Migrants Flood America

By Harold Miller
Email: hmiller@mcsmms.com

I am sure you have seen the pictures on TV recently, poor refugees sloshing through the rivers and swamps that divide our southern border from Mexico and South America. 

Recently a boatload of refugees from the Caribbean islands managed to sneak through the Coast Guard patrol boats and helicopters that ply back and forth over the southern beaches of Florida, where we reside in the winter season. Incredibly, they were able to sneak through the narrow Jupiter Inlet (adjacent to our home) and into the Intercoastal, where they were captured by local police and eventually returned to where they came from.

The problem of all this will be the overloading of our present infrastructures and the undermining of the existing immigrant families who waited and entered our country legally.

America still shines like a beacon of hope for those who dream of a better life. 

From the beginning of its time in history this unique country has been populated by those who risk all for the opportunity that only America can provide. From the Pilgrims escaping England’s oppression, to the Irish escaping famine, to the Jews escaping the concentration camps in World War II; this country has always kept the beacon shining. No one has ever expressed this credo better than Emma Lazarus in her famous poem, “Give me your poor, your huddled masses yearning to breathe free.”

The opportunity for a better life, however, comes with a price.

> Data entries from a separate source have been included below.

//! Cleanup stack
//!
//! A flat list of finalizers recorded as resources are acquired. Closing the
//! stack runs them in reverse order, keeps going past failures and reports
//! every failure at once.

use crate::error::{BoxError, SharedError};
use crate::factory::Release;
use crate::{DiError, Result};
use futures::future::FutureExt;
use std::future::Future;
use std::sync::Arc;

#[cfg(feature = "logging")]
use tracing::{debug, warn};

/// Ordered finalizers for the resources acquired by one scope.
///
/// Owned by exactly one scope and never shared. Sync finalizers left on the
/// stack when it is dropped still run; async ones cannot and are reported.
///
/// # Example
///
/// ```rust
/// use booster::CleanupStack;
/// use std::sync::{Arc, Mutex};
///
/// let order = Arc::new(Mutex::new(Vec::new()));
/// let mut stack = CleanupStack::new();
/// for i in 0..3 {
///     let order = Arc::clone(&order);
///     stack.push(move || {
///         order.lock().unwrap().push(i);
///         Ok::<_, std::io::Error>(())
///     });
/// }
/// stack.close().unwrap();
/// assert_eq!(*order.lock().unwrap(), [2, 1, 0]);
/// ```
#[derive(Default)]
pub struct CleanupStack {
    entries: Vec<Release>,
}

impl CleanupStack {
    #[inline]
    pub fn new() -> Self {
        Self::default()
    }

    /// Record a blocking finalizer
    pub fn push<F, E>(&mut self, cleanup: F)
    where
        F: FnOnce() -> std::result::Result<(), E> + Send + 'static,
        E: Into<BoxError>,
    {
        self.entries
            .push(Release::Sync(Box::new(move || cleanup().map_err(Into::into))));
    }

    /// Record a finalizer that must be awaited
    pub fn push_async<F, Fut, E>(&mut self, cleanup: F)
    where
        F: FnOnce() -> Fut + Send + 'static,
        Fut: Future<Output = std::result::Result<(), E>> + Send + 'static,
        E: Into<BoxError>,
    {
        self.entries.push(Release::Async(Box::new(move || {
            cleanup().map(|r| r.map_err(Into::into)).boxed()
        })));
    }

    #[inline]
    pub(crate) fn push_release(&mut self, release: Release) {
        self.entries.push(release);
    }

    #[inline]
    pub fn len(&self) -> usize {
        self.entries.len()
    }

    #[inline]
    pub fn is_empty(&self) -> bool {
        self.entries.is_empty()
    }

    /// Whether any recorded finalizer must be awaited
    pub fn has_async(&self) -> bool {
        self.entries.iter().any(Release::is_async)
    }

    /// Run every finalizer in reverse order without suspending.
    ///
    /// An async finalizer cannot run here and counts as a failure.
    pub fn close(&mut self) -> Result<()> {
        #[cfg(feature = "logging")]
        debug!(target: "booster", entries = self.entries.len(), "Closing cleanup stack");

        let mut errors: Vec<SharedError> = Vec::new();
        while let Some(entry) = self.entries.pop() {
            match entry {
                Release::Sync(cleanup) => {
                    if let Err(e) = cleanup() {
                        errors.push(Arc::from(e));
                    }
                }
                Release::Async(_) => errors.push(Arc::from(BoxError::from(
                    "async cleanup callback cannot run in a sync close",
                ))),
            }
        }
        aggregate(errors)
    }

    /// Run every finalizer in reverse order, awaiting async ones
    pub async fn aclose(&mut self) -> Result<()> {
        #[cfg(feature = "logging")]
        debug!(target: "booster", entries = self.entries.len(), "Closing cleanup stack");

        let mut errors: Vec<SharedError> = Vec::new();
        while let Some(entry) = self.entries.pop() {
            let outcome = match entry {
                Release::Sync(cleanup) => cleanup(),
                Release::Async(cleanup) => cleanup().await,
            };
            if let Err(e) = outcome {
                errors.push(Arc::from(e));
            }
        }
        aggregate(errors)
    }
}

fn aggregate(errors: Vec<SharedError>) -> Result<()> {
    if errors.is_empty() {
        Ok(())
    } else {
        Err(DiError::Cleanup { errors })
    }
}

impl Drop for CleanupStack {
    fn drop(&mut self) {
        if self.entries.is_empty() {
            return;
        }
        let skipped = self.entries.iter().filter(|e| e.is_async()).count();
        self.entries.retain(|e| !e.is_async());

        #[cfg(feature = "logging")]
        if skipped > 0 {
            warn!(
                target: "booster",
                skipped,
                "Cleanup stack dropped with async finalizers; they were not run"
            );
        }
        #[cfg(not(feature = "logging"))]
        let _ = skipped;

        if let Err(_e) = self.close() {
            #[cfg(feature = "logging")]
            warn!(target: "booster", error = %_e, "Cleanup failed while dropping stack");
        }
    }
}

impl std::fmt::Debug for CleanupStack {
    fn fmt(&self, f: &mut std::fmt::Formatter<'_>) -> std::fmt::Result {
        f.debug_struct("CleanupStack")
            .field("len", &self.entries.len())
            .field("has_async", &self.has_async())
            .finish()
    }
}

Every ethnic group has had to fight against hardship and discrimination in order to fight for their place in the sun. The early generations had to work like slaves, often in sweatshop conditions, for meager wages. Their goals were always the same, to give their children a better life. They scrimped and saved and sacrificed to educate the next generation. Like tempered steel, each generation emerged smarter, tough minded, not afraid to work for their dreams, not limited to their father’s social status and not afraid to fight in order to preserve their independence.

The entrepreneurial spirit was born in America. Go west young man, to open new territories, to create a new industry and work far into the night by candlelight, in order to invent electric light. Build the first automobile for the masses or put the knowledge of the world on a microchip and store it in a cloud for the world to use. 

America has created an atmosphere where the mind is not stifled, the soul is not oppressed, imagination is revered and nothing is impossible. Success begins with the individual but is nurtured by the American Dream.

A plaque hangs on a wall of my office, author unknown, which appeared in Baron’s magazine ages ago. Its prophetic wisdom has inspiration to me for lo these many years: “Call Your Shot.”

The reason that most people don’t get what they want out of life is because they don’t know what they want! They never completely define their objectives even to themselves.

Is it any wonder that the wishful arrows they shoot in the general direction of the target, seldom make a bullseye?

It may seem ridiculous to some, but there is ample evidence to prove that people can be pretty much what they want to be, if they will decide what that is and concentrate all their thoughts and actions on it.

A person’s powers, often unrecognized, have a way of matching their dreams. They can’t win, however, just by wishing. They must concentrate every thing upon reaching their goals, and give up everything that stands in their way!